Neste 8 de março, em vez de oferecer flores e bombons, homens podem repensar atitudes cotidianas e abrir mão de privilégios
Agência de notícias
Publicado em 8 de março de 2024 às 06h34.
O Dia Internacional da Mulher é celebrado em 8 de março e com a chegada da data cresce a procura por ideias de “lembrancinhas” para presentear mães, namoradas e amigas. Nos últimos anos, no entanto, cada vez mais mulheres questionam a distribuição de flores e bombons nessa data, que se fortalece como um momento significativo para o movimento feminista e é marcada por diversas manifestações pelo mundo.
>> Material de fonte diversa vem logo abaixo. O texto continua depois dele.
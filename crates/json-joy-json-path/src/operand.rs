//! Filter operands and comparison semantics.
//!
//! Shared by the tree-walking evaluator and the compiler so the two cannot
//! drift apart on equality, ordering or truthiness.

use crate::types::ComparisonOperator;
use serde_json::Value;

/// Result of evaluating a value expression or a function inside a filter.
///
/// `Nothing` is the absence of a value and is distinct from JSON `null`.
#[derive(Debug, Clone, PartialEq)]
pub enum FilterValue<'a> {
    Nothing,
    /// A value borrowed from the queried document.
    Node(&'a Value),
    /// A literal or a computed function result.
    Owned(Value),
    /// A sub-path that matched more than one node.
    Nodes(Vec<&'a Value>),
}

impl<'a> FilterValue<'a> {
    /// Collapses a sub-path result: no match is `Nothing`, a single match is
    /// the matched value itself, anything else is the node list.
    pub fn from_nodes(mut values: Vec<&'a Value>) -> Self {
        match values.len() {
            0 => FilterValue::Nothing,
            1 => FilterValue::Node(values.remove(0)),
            _ => FilterValue::Nodes(values),
        }
    }

    pub fn is_nothing(&self) -> bool {
        matches!(self, FilterValue::Nothing)
    }

    /// The single JSON value held, if any.
    pub fn as_json(&self) -> Option<&Value> {
        match self {
            FilterValue::Node(v) => Some(v),
            FilterValue::Owned(v) => Some(v),
            _ => None,
        }
    }

    /// Coerces the result of a function used directly as a test.
    pub fn is_truthy(&self) -> bool {
        match self {
            FilterValue::Nothing => false,
            FilterValue::Nodes(list) => !list.is_empty(),
            FilterValue::Node(v) => json_truthy(v),
            FilterValue::Owned(v) => json_truthy(v),
        }
    }

    /// Unwraps a one-element array (or node list) to its sole element.
    pub(crate) fn unwrap_single(&self) -> Term<'_> {
        match self {
            FilterValue::Nothing => Term::Nothing,
            FilterValue::Nodes(list) if list.len() == 1 => Term::One(list[0]),
            FilterValue::Nodes(list) => Term::Many(list),
            FilterValue::Node(v) => Term::from_json(v),
            FilterValue::Owned(v) => Term::from_json(v),
        }
    }
}

fn json_truthy(value: &Value) -> bool {
    match value {
        Value::Null => false,
        Value::Bool(b) => *b,
        Value::Number(n) => n.as_f64().map_or(false, |f| f != 0.0),
        Value::Array(items) => !items.is_empty(),
        _ => true,
    }
}

/// An operand after single-element unwrapping.
#[derive(Debug, Clone, Copy)]
pub(crate) enum Term<'b> {
    Nothing,
    One(&'b Value),
    Many(&'b [&'b Value]),
}

impl<'b> Term<'b> {
    fn from_json(value: &'b Value) -> Self {
        match value {
            Value::Array(items) if items.len() == 1 => Term::One(&items[0]),
            _ => Term::One(value),
        }
    }

    /// The string held, if this is a single string.
    pub(crate) fn as_str(&self) -> Option<&'b str> {
        match *self {
            Term::One(Value::String(s)) => Some(s.as_str()),
            _ => None,
        }
    }
}

/// Evaluates `left <op> right`.
///
/// A comparison involving `Nothing` is false, except `==` between two
/// `Nothing` operands.
pub fn compare(operator: ComparisonOperator, left: &FilterValue<'_>, right: &FilterValue<'_>) -> bool {
    if left.is_nothing() || right.is_nothing() {
        return operator == ComparisonOperator::Equal && left.is_nothing() && right.is_nothing();
    }
    match operator {
        ComparisonOperator::Equal => equal(left, right),
        ComparisonOperator::NotEqual => !equal(left, right),
        ComparisonOperator::Less => less(left, right),
        ComparisonOperator::LessEqual => less(left, right) || equal(left, right),
        ComparisonOperator::Greater => less(right, left),
        ComparisonOperator::GreaterEqual => less(right, left) || equal(left, right),
    }
}

/// Structural equality between two filter operands.
pub fn equal(left: &FilterValue<'_>, right: &FilterValue<'_>) -> bool {
    match (left.unwrap_single(), right.unwrap_single()) {
        (Term::Nothing, Term::Nothing) => true,
        (Term::Nothing, _) | (_, Term::Nothing) => false,
        (Term::One(a), Term::One(b)) => json_equal(a, b),
        (Term::Many(a), Term::Many(b)) => seq_equal(a.iter().copied(), a.len(), b.iter().copied(), b.len()),
        (Term::Many(a), Term::One(Value::Array(b))) => {
            seq_equal(a.iter().copied(), a.len(), b.iter(), b.len())
        }
        (Term::One(Value::Array(a)), Term::Many(b)) => {
            seq_equal(a.iter(), a.len(), b.iter().copied(), b.len())
        }
        _ => false,
    }
}

/// `<`, defined between two numbers or two strings only.
pub fn less(left: &FilterValue<'_>, right: &FilterValue<'_>) -> bool {
    match (left.as_json(), right.as_json()) {
        (Some(Value::Number(a)), Some(Value::Number(b))) => match (a.as_f64(), b.as_f64()) {
            (Some(a), Some(b)) => a < b,
            _ => false,
        },
        (Some(Value::String(a)), Some(Value::String(b))) => a < b,
        _ => false,
    }
}

/// Deep equality over JSON values; numbers compare by numeric value, object
/// members regardless of order.
pub fn json_equal(a: &Value, b: &Value) -> bool {
    match (a, b) {
        (Value::Null, Value::Null) => true,
        (Value::Bool(a), Value::Bool(b)) => a == b,
        (Value::Number(a), Value::Number(b)) => match (a.as_f64(), b.as_f64()) {
            (Some(x), Some(y)) => x == y,
            _ => a == b,
        },
        (Value::String(a), Value::String(b)) => a == b,
        (Value::Array(a), Value::Array(b)) => seq_equal(a.iter(), a.len(), b.iter(), b.len()),
        (Value::Object(a), Value::Object(b)) => {
            a.len() == b.len()
                && a.iter().all(|(key, value)| match b.get(key) {
                    Some(other) => json_equal(value, other),
                    None => false,
                })
        }
        _ => false,
    }
}

fn seq_equal<'x, 'y>(
    a: impl Iterator<Item = &'x Value>,
    a_len: usize,
    b: impl Iterator<Item = &'y Value>,
    b_len: usize,
) -> bool {
    a_len == b_len && a.zip(b).all(|(x, y)| json_equal(x, y))
}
O problema não está em dar presentes, mas sim no consequente apagamento da luta histórica das mulheres por direitos e oportunidades igualitárias. Existe outra forma pela qual os homens podem prestar suas homenagens: apoiando a equidade de gênero por meio de atitudes e posicionamentos no cotidiano. Que tal aproveitar a data para refletir sobre eles?
Para a antropóloga Debora Diniz , o lugar dos homens na luta pela igualdade é decisivo e essencial para que ela de fato aconteça.
— Cabe aos homens manter permanentemente a voz sobre a igualdade de gênero ao lado das mulheres, porque elas não vão reescrever sozinhas as normas naturalizadas de desigualdade. É um lugar de atenção e combate aos privilégios do patriarcado e de todas as marcas indevidas da masculinidade e do machismo.
A pesquisadora explica que a questão do lugar de fala faz com que muitos homens acreditem não ter espaço nessa causa, mas defende que todos aqueles que usufruem de algum privilégio têm também o dever de estar ao lado dos que não são favorecidos.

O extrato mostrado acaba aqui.